- [ASSIGNMENT]:
Please transcribe the data that follows exactly, from its first line through the line that contains "pub fn display_score(&self)".

________________________________________

use base64::{engine::general_purpose::STANDARD, Engine as _};
use serde::{Deserialize, Serialize};
use std::fmt;

/// Five-field outfit assessment. Field names on the wire are fixed.
#[derive(Debug, Clone, PartialEq, Serialize, Deserialize)]
#[serde(rename_all = "camelCase")]
pub struct OutfitEvaluation {
    pub what_you_did_right: Vec<String>,
    pub improvements: Vec<String>,
    #[serde(with = "score")]
    pub overall_score: f64,
    pub style_analysis: String,
    pub trending_elements: Vec<String>,
}

impl OutfitEvaluation {
    /// Score rounded and clamped to 0..=10 for display. The stored value is
    /// whatever the model sent.
    pub fn display_score(&self) -> u8 {
        if self.overall_score.is_nan() {
            return 0;
        }
        self.overall_score.round().clamp(0.0, 10.0) as u8
    }
}

/// Base64 data URL of an image. Forwarded to the model untouched.
#[derive(Clone, PartialEq, Eq, Serialize, Deserialize)]
#[serde(transparent)]
pub struct ImagePayload(String);

impl ImagePayload {
    pub fn new(data_url: impl Into<String>) -> Self {
        Self(data_url.into())
    }

    pub fn from_bytes(mime_type: &str, bytes: &[u8]) -> Self {
        Self(format!("data:{};base64,{}", mime_type, STANDARD.encode(bytes)))
    }

    pub fn as_str(&self) -> &str {
        &self.0
    }

    pub fn is_empty(&self) -> bool {
        self.0.trim().is_empty()
    }

    pub fn into_inner(self) -> String {
        self.0
    }
}

impl From<String> for ImagePayload {
    fn from(data_url: String) -> Self {
        Self(data_url)
    }
}

impl fmt::Debug for ImagePayload {
    fn fmt(&self, f: &mut fmt::Formatter<'_>) -> fmt::Result {
        write!(f, "ImagePayload({} bytes)", self.0.len())
    }
}

/// The model sometimes sends the score as `"7"`, `"7/10"` or `[7]`; all of
/// those are read as a number. Whole numbers are written back as integers.
mod score {
    use serde::{de::Error as _, Deserialize, Deserializer, Serializer};
    use serde_json::Value;

    pub fn serialize<S: Serializer>(score: &f64, serializer: S) -> Result<S::Ok, S::Error> {
        if score.fract() == 0.0 && score.abs() < i64::MAX as f64 {
            serializer.serialize_i64(*score as i64)
        } else {
            serializer.serialize_f64(*score)
        }
    }

    pub fn deserialize<'de, D: Deserializer<'de>>(deserializer: D) -> Result<f64, D::Error> {
        let value = Value::deserialize(deserializer)?;
        from_value(&value)
            .ok_or_else(|| D::Error::custom(format!("overallScore is not a number: {}", value)))
    }

    fn from_value(value: &Value) -> Option<f64> {
        match value {
            Value::Number(n) => n.as_f64(),
            Value::String(s) => {
                let head = s.split('/').next().unwrap_or_default().trim();
                head.parse::<f64>().ok().filter(|n| n.is_finite())
            }
            Value::Array(items) if items.len() == 1 => from_value(&items[0]),
            _ => None,
        }
    }
}

#[cfg(test)]
mod tests {
    use super::*;
    use serde_json::json;

    fn evaluation_with_score(score: serde_json::Value) -> serde_json::Result<OutfitEvaluation> {
        serde_json::from_value(json!({
            "whatYouDidRight": ["Tailored blazer"],
            "improvements": ["Swap the belt"],
            "overallScore": score,
            "styleAnalysis": "Clean lines.",
            "trendingElements": ["Wide-leg trousers"]
        }))
    }

    #[test]
    fn test_score_accepts_lenient_shapes() {
        assert_eq!(evaluation_with_score(json!(8)).unwrap().overall_score, 8.0);
        assert_eq!(evaluation_with_score(json!(7.5)).unwrap().overall_score, 7.5);
        assert_eq!(evaluation_with_score(json!("6")).unwrap().overall_score, 6.0);
        assert_eq!(evaluation_with_score(json!("9/10")).unwrap().overall_score, 9.0);
        assert_eq!(evaluation_with_score(json!([4])).unwrap().overall_score, 4.0);
    }

    #[test]
    fn test_score_rejects_non_numeric() {
        assert!(evaluation_with_score(json!("great")).is_err());
        assert!(evaluation_with_score(json!([1, 2])).is_err());
        assert!(evaluation_with_score(json!(null)).is_err());
    }

    #[test]
    fn test_serializes_wire_names_and_integer_score() {
        let evaluation = evaluation_with_score(json!(7)).unwrap();
        let value = serde_json::to_value(&evaluation).unwrap();
        assert_eq!(value["overallScore"], json!(7));
        assert_eq!(value["whatYouDidRight"], json!(["Tailored blazer"]));
        assert_eq!(value["styleAnalysis"], json!("Clean lines."));
    }

    #[test]
    fn test_display_score_clamps() {
        let mut evaluation = evaluation_with_score(json!(14)).unwrap();
        assert_eq!(evaluation.display_score(), 10);
        evaluation.overall_score = -3.0;
        assert_eq!(evaluation.display_score(), 0);
        evaluation.overall_score = 6.6;
        assert_eq!(evaluation.display_score(), 7);
    }

    #[test]
    fn test_image_payload_from_bytes() {
        let payload = ImagePayload::from_bytes("image/png", b"abc");
        assert_eq!(payload.as_str(), "data:image/png;base64,YWJj");
        assert!(!payload.is_empty());
        assert!(ImagePayload::new("  ").is_empty());
        assert_eq!(format!("{:?}", payload), "ImagePayload(26 bytes)");
        assert_eq!(payload.into_inner(), "data:image/png;base64,YWJj");
    }
}
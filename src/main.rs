use argh::FromArgs;
use std::{
    error::Error,
    path::{Path, PathBuf},
};
use voila::{
    CredentialSource, ImagePayload, InferenceConfig, OpenAiClient, OutfitEvaluation, StyleAdvisor,
};

#[derive(FromArgs)]
/// Voila: AI style feedback for outfit photos.
struct VoilaArgs {
    /// print results as JSON
    #[argh(switch)]
    json: bool,

    #[argh(subcommand)]
    command: Command,
}

#[derive(FromArgs)]
#[argh(subcommand)]
enum Command {
    Evaluate(EvaluateArgs),
    Ask(AskArgs),
    Trends(TrendsArgs),
    Serve(ServeArgs),
}

#[derive(FromArgs)]
/// Score an outfit photo against the stylist rubric.
#[argh(subcommand, name = "evaluate")]
struct EvaluateArgs {
    /// path to the outfit photo
    #[argh(positional)]
    image: PathBuf,
}

#[derive(FromArgs)]
/// Ask a free-form question about an outfit photo.
#[argh(subcommand, name = "ask")]
struct AskArgs {
    /// path to the outfit photo
    #[argh(positional)]
    image: PathBuf,

    /// the question, e.g. "what shoes would work?"
    #[argh(positional)]
    question: Option<String>,
}

#[derive(FromArgs)]
/// List ten current fashion trends.
#[argh(subcommand, name = "trends")]
struct TrendsArgs {}

#[derive(FromArgs)]
/// Run the proxy server that keeps the API key server-side.
#[argh(subcommand, name = "serve")]
struct ServeArgs {
    /// address to bind (default 0.0.0.0 or $HOST)
    #[argh(option)]
    host: Option<String>,

    /// port to listen on (default 3000 or $PORT)
    #[argh(option, short = 'p')]
    port: Option<u16>,

    /// directory holding the web bundle (default dist or $VOILA_STATIC_DIR)
    #[argh(option)]
    static_dir: Option<PathBuf>,
}

#[tokio::main]
async fn main() -> Result<(), Box<dyn Error>> {
    let args: VoilaArgs = argh::from_env();

    let env_loaded = dotenv::dotenv().is_ok();
    voila::logger::init()?;
    if env_loaded {
        log::debug!(".env file loaded");
    }

    match args.command {
        Command::Evaluate(cmd) => {
            let advisor = client_advisor()?;
            let image = load_image(&cmd.image)?;
            let evaluation = advisor.evaluate_outfit(&image).await;
            if args.json {
                println!("{}", serde_json::to_string_pretty(&evaluation)?);
            } else {
                print_evaluation(&evaluation);
            }
        }
        Command::Ask(cmd) => {
            let advisor = client_advisor()?;
            let image = load_image(&cmd.image)?;
            let answer = advisor
                .custom_evaluate_outfit(&image, cmd.question.as_deref())
                .await;
            if args.json {
                println!("{}", serde_json::json!({ "content": answer }));
            } else {
                println!("{}", answer);
            }
        }
        Command::Trends(_) => {
            let advisor = client_advisor()?;
            let trends = advisor.get_trending_styles().await;
            if args.json {
                println!("{}", serde_json::to_string_pretty(&trends)?);
            } else {
                for (i, trend) in trends.iter().enumerate() {
                    println!("{:>2}. {}", i + 1, trend);
                }
            }
        }
        Command::Serve(cmd) => serve(cmd).await?,
    }

    Ok(())
}

fn client_advisor() -> Result<StyleAdvisor<OpenAiClient>, Box<dyn Error>> {
    let config = InferenceConfig::from_env(CredentialSource::Client);
    if config.api_key.is_none() {
        log::warn!(
            "⚠️  {} is not set, requests will fail",
            CredentialSource::Client.env_var()
        );
    }
    Ok(StyleAdvisor::new(OpenAiClient::new(config)?))
}

fn load_image(path: &Path) -> Result<ImagePayload, Box<dyn Error>> {
    let extension = path
        .extension()
        .and_then(|ext| ext.to_str())
        .map(|ext| ext.to_ascii_lowercase())
        .ok_or_else(|| format!("Image has no file extension: {}", path.display()))?;

    let mime_type = match extension.as_str() {
        "jpg" | "jpeg" => "image/jpeg",
        "png" => "image/png",
        "webp" => "image/webp",
        "gif" => "image/gif",
        other => return Err(format!("Unsupported image format: {}", other).into()),
    };

    let bytes = std::fs::read(path)
        .map_err(|e| format!("Failed to read {}: {}", path.display(), e))?;
    log::debug!("Loaded {} ({} bytes)", path.display(), bytes.len());

    Ok(ImagePayload::from_bytes(mime_type, &bytes))
}

fn print_evaluation(evaluation: &OutfitEvaluation) {
    println!("Score: {}/10\n", evaluation.display_score());
    print_section("What you did right", &evaluation.what_you_did_right);
    print_section("Improvements", &evaluation.improvements);
    println!("Style analysis\n  {}\n", evaluation.style_analysis);
    print_section("Trending elements", &evaluation.trending_elements);
}

fn print_section(title: &str, items: &[String]) {
    println!("{}", title);
    for item in items {
        println!("  - {}", item);
    }
    println!();
}

#[cfg(feature = "server")]
async fn serve(cmd: ServeArgs) -> Result<(), Box<dyn Error>> {
    use std::sync::Arc;
    use voila::ServerConfig;

    let mut config = ServerConfig::from_env();
    if let Some(host) = cmd.host {
        config = config.with_host(host);
    }
    if let Some(port) = cmd.port {
        config = config.with_port(port);
    }
    if let Some(dir) = cmd.static_dir {
        config = config.with_static_dir(dir);
    }

    let client = OpenAiClient::new(config.inference.clone())?;
    voila::server::run(config, Arc::new(client)).await?;
    Ok(())
}

#[cfg(not(feature = "server"))]
async fn serve(_cmd: ServeArgs) -> Result<(), Box<dyn Error>> {
    Err("voila was built without the `server` feature".into())
}
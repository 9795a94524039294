use crate::models::ErrorResponse;
use actix_files::{Files, NamedFile};
use actix_web::{
    dev::{fn_service, ServiceRequest, ServiceResponse},
    HttpResponse,
};
use std::path::{Path, PathBuf};

pub const INDEX_FILE: &str = "index.html";

/// Serves the web bundle at `/`. Paths with no matching file get
/// `index.html` so client-side routes survive a reload.
pub fn bundle(static_dir: &Path) -> Files {
    let index = static_dir.join(INDEX_FILE);

    Files::new("/", static_dir)
        .index_file(INDEX_FILE)
        .default_handler(fn_service(move |req: ServiceRequest| {
            let index = index.clone();
            async move { spa_fallback(req, index).await }
        }))
}

async fn spa_fallback(
    req: ServiceRequest,
    index: PathBuf,
) -> Result<ServiceResponse, actix_web::Error> {
    let (req, _) = req.into_parts();

    let response = match NamedFile::open_async(&index).await {
        Ok(file) => file.into_response(&req),
        Err(e) => {
            log::warn!("Web bundle not found at {}: {}", index.display(), e);
            HttpResponse::NotFound().json(ErrorResponse {
                error: "Web bundle not found".to_string(),
            })
        }
    };

    Ok(ServiceResponse::new(req, response))
}
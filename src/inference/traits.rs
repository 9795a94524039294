use crate::{
    error::{Result, VoilaError},
    models::{ChatMessage, ContentPart, ImagePayload, ImageUrl, MessageContent},
};
use async_trait::async_trait;
use std::sync::Arc;

/// One chat completion call. `image` switches the message from plain text to
/// a text + image pair.
#[derive(Debug, Clone)]
pub struct CompletionRequest {
    pub prompt: String,
    pub image: Option<ImagePayload>,
    pub max_tokens: u32,
    pub temperature: f32,
}

impl CompletionRequest {
    pub fn text(prompt: impl Into<String>, max_tokens: u32, temperature: f32) -> Self {
        Self {
            prompt: prompt.into(),
            image: None,
            max_tokens,
            temperature,
        }
    }

    pub fn with_image(
        prompt: impl Into<String>,
        image: ImagePayload,
        max_tokens: u32,
        temperature: f32,
    ) -> Self {
        Self {
            prompt: prompt.into(),
            image: Some(image),
            max_tokens,
            temperature,
        }
    }

    pub fn to_message(&self) -> ChatMessage {
        let content = match &self.image {
            Some(image) => MessageContent::Parts(vec![
                ContentPart::Text {
                    text: self.prompt.clone(),
                },
                ContentPart::ImageUrl {
                    image_url: ImageUrl {
                        url: image.as_str().to_string(),
                    },
                },
            ]),
            None => MessageContent::Text(self.prompt.clone()),
        };
        ChatMessage::user(content)
    }
}

#[async_trait]
pub trait CompletionClient: Send + Sync {
    /// Sends one request and returns the text of the first choice as the
    /// model sent it, `None` when there is no choice or no content.
    /// Never retries.
    async fn fetch_content(&self, request: CompletionRequest) -> Result<Option<String>>;

    /// Like [`fetch_content`](Self::fetch_content), but a missing or blank
    /// reply is an `InferenceError`.
    async fn request_completion(&self, request: CompletionRequest) -> Result<String> {
        self.fetch_content(request)
            .await?
            .filter(|content| !content.trim().is_empty())
            .ok_or_else(|| VoilaError::InferenceError("No response from model".into()))
    }
}

#[async_trait]
impl<C: CompletionClient + ?Sized> CompletionClient for Arc<C> {
    async fn fetch_content(&self, request: CompletionRequest) -> Result<Option<String>> {
        (**self).fetch_content(request).await
    }
}
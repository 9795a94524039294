pub const EVALUATION_MAX_TOKENS: u32 = 1200;
pub const EVALUATION_TEMPERATURE: f32 = 0.3;

pub const CUSTOM_MAX_TOKENS: u32 = 1000;
pub const CUSTOM_TEMPERATURE: f32 = 0.5;

pub const TRENDS_MAX_TOKENS: u32 = 500;
pub const TRENDS_TEMPERATURE: f32 = 0.7;

pub const DEFAULT_QUESTION: &str = "Evaluate this outfit.";

pub const EVALUATION_PROMPT: &str = r#"You are a professional fashion stylist and trend expert. Think of yourself as someone who knows everything about current fashion trends. Think like Coco Chanel, Karl Lagerfeld, Yves Saint Laurent. Carefully analyze this specific outfit image and provide detailed, personalized feedback based on current 2024-2025 fashion trends.

IMPORTANT: Look at the actual clothing items, colors, fit, and styling in this specific image. Do not give generic advice. Only reference what is visible in the image.

Analyze what you see in the image:
- What specific clothing items are worn?
- What colors and patterns do you observe?
- How do the pieces fit on the person?
- What accessories (if any) are visible?
- What is the overall styling approach?

Based on your analysis of this specific outfit, respond in this exact JSON format and nothing else:
{
  "whatYouDidRight": ["List 3-5 specific elements that work well in this outfit based on what you see in the image and current trends"],
  "improvements": ["List 3-5 specific, actionable improvement suggestions based on the actual outfit shown, with current trend recommendations. Be as detailed as possible and include specific tweaks to colors, styles, or combinations, referencing the actual colors present in the image."],
  "overallScore": <integer score from 1-10 based on the actual outfit>,
  "styleAnalysis": "Detailed analysis of this specific outfit and how it fits current trends, including commentary on color choices and how they could be improved.",
  "trendingElements": ["List current trending elements that would specifically enhance THIS outfit"]
}

Focus on current 2024-2025 trends:
- Y2K revival, coquette aesthetic, clean girl makeup
- Oversized blazers, wide-leg pants, cropped tops
- Layering, color blocking, monochromatic looks
- Statement accessories, chunky jewelry, mini bags
- Sustainable fashion, vintage pieces
- Bold colors, pastels, earth tones

Be specific about what you actually see in the image and give personalized advice for this exact outfit. Prioritize actionable, detailed feedback, especially regarding color choices and how to improve them."#;

pub const TRENDS_PROMPT: &str = r#"List the top 10 most trending fashion styles and elements for 2024-2025. Focus on:
- Current runway trends
- Street style trends
- Social media fashion trends
- Seasonal trends

Return exactly 10 items as a JSON array of strings, each describing a specific trend. Respond with the JSON array only."#;

pub fn custom_prompt(question: &str) -> String {
    format!(
        "You are a professional fashion stylist and trend expert. The user has uploaded an outfit image and has a specific request: \"{}\". Carefully analyze the outfit in the image and provide a detailed, personalized response that addresses the user's request. Be specific and actionable, referencing the actual clothing, colors, and styling you see in the image. Do not give generic advice.",
        question
    )
}
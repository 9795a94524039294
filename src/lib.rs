//! Voila: AI style feedback for outfit photos.
//!
//! [`StyleAdvisor`] is the entry point. Hand it a [`CompletionClient`]
//! (normally an [`OpenAiClient`]) and call one of its three operations; none
//! of them return errors, failures come back as fallback values that can be
//! rendered like real ones.
//!
//! ```no_run
//! use voila::{CredentialSource, ImagePayload, InferenceConfig, OpenAiClient, StyleAdvisor};
//!
//! # async fn demo() -> voila::Result<()> {
//! let client = OpenAiClient::new(InferenceConfig::from_env(CredentialSource::Client))?;
//! let advisor = StyleAdvisor::new(client);
//!
//! let image = ImagePayload::from_bytes("image/jpeg", &std::fs::read("outfit.jpg").unwrap());
//! let evaluation = advisor.evaluate_outfit(&image).await;
//! println!("{}/10: {}", evaluation.display_score(), evaluation.style_analysis);
//! # Ok(())
//! # }
//! ```

pub mod config;
pub mod error;
pub mod inference;
pub mod logger;
pub mod models;
pub mod normalizer;
#[cfg(feature = "server")]
pub mod server;
pub mod stylist;

pub use config::{CredentialSource, InferenceConfig, ServerConfig};
pub use error::{Result, VoilaError};
pub use inference::{CompletionClient, CompletionRequest, OpenAiClient};
pub use models::{ImagePayload, OutfitEvaluation};
pub use stylist::StyleAdvisor;
#[cfg(test)]
pub mod fake;
pub mod openai_client;
pub mod traits;

pub use openai_client::OpenAiClient;
pub use traits::{CompletionClient, CompletionRequest};
use std::env;
use std::path::PathBuf;
use std::time::Duration;

pub const CLIENT_API_KEY_ENV: &str = "VOILA_OPENAI_API_KEY";
pub const SERVER_API_KEY_ENV: &str = "OPENAI_API_KEY";

pub const DEFAULT_BASE_URL: &str = "https://api.openai.com/v1";
pub const DEFAULT_MODEL: &str = "gpt-4o";
pub const DEFAULT_TIMEOUT_SECS: u64 = 120;

pub const DEFAULT_HOST: &str = "0.0.0.0";
pub const DEFAULT_PORT: u16 = 3000;
pub const DEFAULT_STATIC_DIR: &str = "dist";
pub const DEFAULT_BODY_LIMIT: usize = 10 * 1024 * 1024;

/// Where the API credential is read from. The client build and the proxy
/// server never share a key.
#[derive(Debug, Clone, Copy, PartialEq, Eq)]
pub enum CredentialSource {
    Client,
    Server,
}

impl CredentialSource {
    pub fn env_var(&self) -> &'static str {
        match self {
            CredentialSource::Client => CLIENT_API_KEY_ENV,
            CredentialSource::Server => SERVER_API_KEY_ENV,
        }
    }
}

#[derive(Debug, Clone)]
pub struct InferenceConfig {
    pub api_key: Option<String>,
    pub base_url: String,
    pub model: String,
    pub timeout: Option<Duration>,
}

impl Default for InferenceConfig {
    fn default() -> Self {
        InferenceConfig {
            api_key: None,
            base_url: DEFAULT_BASE_URL.to_string(),
            model: DEFAULT_MODEL.to_string(),
            timeout: Some(Duration::from_secs(DEFAULT_TIMEOUT_SECS)),
        }
    }
}

impl InferenceConfig {
    pub fn new() -> Self {
        Self::default()
    }

    pub fn from_env(source: CredentialSource) -> Self {
        Self::from_lookup(source, |key| env::var(key).ok())
    }

    pub fn from_lookup<F>(source: CredentialSource, lookup: F) -> Self
    where
        F: Fn(&str) -> Option<String>,
    {
        let api_key = lookup(source.env_var()).filter(|key| !key.trim().is_empty());
        let base_url = lookup("VOILA_OPENAI_BASE_URL")
            .unwrap_or_else(|| DEFAULT_BASE_URL.to_string());
        let model = lookup("VOILA_OPENAI_MODEL").unwrap_or_else(|| DEFAULT_MODEL.to_string());
        let timeout_secs = lookup("VOILA_REQUEST_TIMEOUT_SECS")
            .and_then(|s| s.parse().ok())
            .unwrap_or(DEFAULT_TIMEOUT_SECS);

        InferenceConfig {
            api_key,
            base_url,
            model,
            timeout: if timeout_secs == 0 {
                None
            } else {
                Some(Duration::from_secs(timeout_secs))
            },
        }
    }

    pub fn with_api_key(mut self, api_key: impl Into<String>) -> Self {
        self.api_key = Some(api_key.into());
        self
    }

    pub fn with_base_url(mut self, base_url: impl Into<String>) -> Self {
        self.base_url = base_url.into();
        self
    }

    pub fn with_model(mut self, model: impl Into<String>) -> Self {
        self.model = model.into();
        self
    }

    pub fn with_timeout(mut self, timeout: Duration) -> Self {
        self.timeout = Some(timeout);
        self
    }

    pub fn chat_completions_url(&self) -> String {
        format!("{}/chat/completions", self.base_url.trim_end_matches('/'))
    }
}

#[derive(Debug, Clone)]
pub struct ServerConfig {
    pub host: String,
    pub port: u16,
    pub static_dir: PathBuf,
    pub body_limit: usize,
    pub inference: InferenceConfig,
}

impl Default for ServerConfig {
    fn default() -> Self {
        ServerConfig {
            host: DEFAULT_HOST.to_string(),
            port: DEFAULT_PORT,
            static_dir: PathBuf::from(DEFAULT_STATIC_DIR),
            body_limit: DEFAULT_BODY_LIMIT,
            inference: InferenceConfig::default(),
        }
    }
}

impl ServerConfig {
    pub fn new() -> Self {
        Self::default()
    }

    pub fn from_env() -> Self {
        Self::from_lookup(|key| env::var(key).ok())
    }

    pub fn from_lookup<F>(lookup: F) -> Self
    where
        F: Fn(&str) -> Option<String>,
    {
        let host = lookup("HOST").unwrap_or_else(|| DEFAULT_HOST.to_string());
        let port = lookup("PORT")
            .and_then(|port| port.parse().ok())
            .unwrap_or(DEFAULT_PORT);
        let static_dir = lookup("VOILA_STATIC_DIR")
            .map(PathBuf::from)
            .unwrap_or_else(|| PathBuf::from(DEFAULT_STATIC_DIR));

        ServerConfig {
            host,
            port,
            static_dir,
            body_limit: DEFAULT_BODY_LIMIT,
            inference: InferenceConfig::from_lookup(CredentialSource::Server, lookup),
        }
    }

    pub fn with_port(mut self, port: u16) -> Self {
        self.port = port;
        self
    }

    pub fn with_host(mut self, host: impl Into<String>) -> Self {
        self.host = host.into();
        self
    }

    pub fn with_static_dir(mut self, dir: impl Into<PathBuf>) -> Self {
        self.static_dir = dir.into();
        self
    }

    pub fn with_inference(mut self, config: InferenceConfig) -> Self {
        self.inference = config;
        self
    }

    pub fn bind_address(&self) -> String {
        format!("{}:{}", self.host, self.port)
    }
}
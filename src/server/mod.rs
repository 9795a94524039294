//! Proxy server: one inference endpoint plus the static web bundle.
//!
//! The server reads its own API key (`OPENAI_API_KEY`) so the client build
//! never has to carry one.

pub mod handlers;
pub mod static_files;

use crate::{
    config::ServerConfig,
    inference::CompletionClient,
    logger,
    models::ErrorResponse,
};
use actix_cors::Cors;
use actix_web::{error::InternalError, middleware, web, App, HttpResponse, HttpServer};
use std::{path::PathBuf, sync::Arc};

pub struct AppState {
    pub client: Arc<dyn CompletionClient>,
}

impl AppState {
    pub fn new(client: Arc<dyn CompletionClient>) -> Self {
        Self { client }
    }
}

/// JSON extractor settings: large bodies for base64 images, and unreadable
/// bodies reported as `500 {error}` like any other failed evaluation.
pub fn json_config(limit: usize) -> web::JsonConfig {
    web::JsonConfig::default()
        .limit(limit)
        .error_handler(|err, _req| {
            let message = err.to_string();
            log::warn!("Rejected request body: {}", message);
            InternalError::from_response(
                err,
                HttpResponse::InternalServerError().json(ErrorResponse { error: message }),
            )
            .into()
        })
}

/// The API route first, then the bundle as the catch-all.
pub fn routes(static_dir: PathBuf) -> impl FnOnce(&mut web::ServiceConfig) {
    move |cfg| {
        cfg.service(web::resource("/api/evaluate").route(web::post().to(handlers::evaluate)))
            .service(static_files::bundle(&static_dir));
    }
}

pub async fn run(config: ServerConfig, client: Arc<dyn CompletionClient>) -> std::io::Result<()> {
    let address = config.bind_address();
    let body_limit = config.body_limit;
    let static_dir = config.static_dir.clone();
    let state = web::Data::new(AppState::new(client));

    logger::log_startup_info(env!("CARGO_PKG_NAME"), env!("CARGO_PKG_VERSION"), &address);
    logger::log_config_info(&config);
    if config.inference.api_key.is_none() {
        log::warn!("⚠️  OPENAI_API_KEY is not set, every evaluation will fail");
    }

    HttpServer::new(move || {
        App::new()
            .wrap(middleware::Compress::default())
            .wrap(Cors::permissive())
            .wrap(middleware::Logger::new("%r %s %b %Dms"))
            .app_data(state.clone())
            .app_data(json_config(body_limit))
            .configure(routes(static_dir.clone()))
    })
    .bind(&address)?
    .run()
    .await
}
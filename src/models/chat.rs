use serde::{Deserialize, Serialize};

#[derive(Debug, Clone, Serialize)]
pub struct ChatCompletionRequest {
    pub model: String,
    pub messages: Vec<ChatMessage>,
    pub max_tokens: u32,
    pub temperature: f32,
}

#[derive(Debug, Clone, Serialize)]
pub struct ChatMessage {
    pub role: String,
    pub content: MessageContent,
}

impl ChatMessage {
    pub fn user(content: MessageContent) -> Self {
        Self {
            role: "user".to_string(),
            content,
        }
    }
}

/// Either a plain string or an ordered list of typed segments.
#[derive(Debug, Clone, Serialize)]
#[serde(untagged)]
pub enum MessageContent {
    Text(String),
    Parts(Vec<ContentPart>),
}

#[derive(Debug, Clone, Serialize)]
#[serde(tag = "type", rename_all = "snake_case")]
pub enum ContentPart {
    Text { text: String },
    ImageUrl { image_url: ImageUrl },
}

#[derive(Debug, Clone, Serialize)]
pub struct ImageUrl {
    pub url: String,
}

#[derive(Debug, Clone, Deserialize)]
pub struct ChatCompletionResponse {
    #[serde(default)]
    pub choices: Vec<ChatChoice>,
}

#[derive(Debug, Clone, Deserialize)]
pub struct ChatChoice {
    pub message: Option<ChoiceMessage>,
}

#[derive(Debug, Clone, Deserialize)]
pub struct ChoiceMessage {
    pub content: Option<String>,
}

impl ChatCompletionResponse {
    /// Content of the first choice, as sent. Blank text is not filtered.
    pub fn first_content(&self) -> Option<&str> {
        self.choices
            .first()
            .and_then(|choice| choice.message.as_ref())
            .and_then(|message| message.content.as_deref())
    }
}

#[derive(Debug, Clone, Deserialize)]
pub struct ApiErrorBody {
    pub error: ApiErrorDetail,
}

#[derive(Debug, Clone, Deserialize)]
pub struct ApiErrorDetail {
    pub message: String,
}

________________________________________

- [RESPONSE TO THE TASK]:
use base64::{engine::general_purpose::STANDARD, Engine as _};
use serde::{Deserialize, Serialize};
use std::fmt;

/// Five-field outfit assessment. Field names on the wire are fixed.
#[derive(Debug, Clone, PartialEq, Serialize, Deserialize)]
#[serde(rename_all = "camelCase")]
pub struct OutfitEvaluation {
    pub what_you_did_right: Vec<String>,
    pub improvements: Vec<String>,
    #[serde(with = "score")]
    pub overall_score: f64,
    pub style_analysis: String,
    pub trending_elements: Vec<String>,
}

impl OutfitEvaluation {
    /// Score rounded and clamped to 0..=10 for display. The stored value is
    /// whatever the model sent.
    pub fn display_score(&self) -> u8 {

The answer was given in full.